Navigating the Summer Proposal Season

It’s Q4 for Uncle Sam and that means the summer proposal season is in full swing for government contractors and contracting officers. When I was a federal contractor, many summer weekends and weeknights were spent in conference rooms putting together proposals. As of this this writing there’s about 60 days left in Q4 and significant contract money will be obligated during the next two months. Your funnel is teeming with opportunities. RFPs are hitting the street by the hour. Despite this, now is the time to resist the urge to adopt the shotgun approach to proposal development. Below are three tips for navigating the summer proposal season each with a singular theme: focus.

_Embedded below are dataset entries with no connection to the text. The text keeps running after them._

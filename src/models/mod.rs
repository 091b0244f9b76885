pub mod booking;
pub mod seat;
pub mod session;
pub mod showtime;
pub mod ticket;
pub mod user;

pub use booking::{Booking, BookingStatus, ContactField, ContactForm, ContactInfo, PriceBreakdown};
pub use seat::{Seat, SeatId, SeatStatus, Tier};
pub use session::{AuthUser, SessionContext, SessionToken};
pub use showtime::{Showtime, ShowtimeId, TierPriceTable};
pub use ticket::{ConfirmationPayload, Ticket};
pub use user::UserAccount;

  1. Focus on your target market. Perhaps your firm’s target market is in Defense or Homeland Security and an RFP in another department/agency has come to your attention. The services sought match perfectly the products and/or services you provide to Defense or Homeland Security. It’s tempting but this is an opportunity you’ll want to pass on–particularly if it’s competing with resources for other opportunities. Unless you’ve been shaping this opportunity, have relationships with the government customers, and have been planning for this proposal for some time, let this one go.
  2. Focus on your most qualified prospects. These are the opportunities that you’ve been tracking; you’ve been having discussions with the government customers about their needs and executing a comprehensive capture strategy to win the contract. With these opportunities, you have the greatest probability of winning and this is where you should allocate your proposal resources. Focus on those opportunities where you have established relationships, a persuasive value proposition, and a clear understanding of what the government is looking for.
  3. Focus on quality over quantity. Success in the summer proposal season is more about quality over quantity. Your team has scarce resources so it’s best to deploy those resources on the highest probability opportunities and not fractionalize your resources with low probability opportunities. Resist the urge to measure success by the volume of proposals you submit.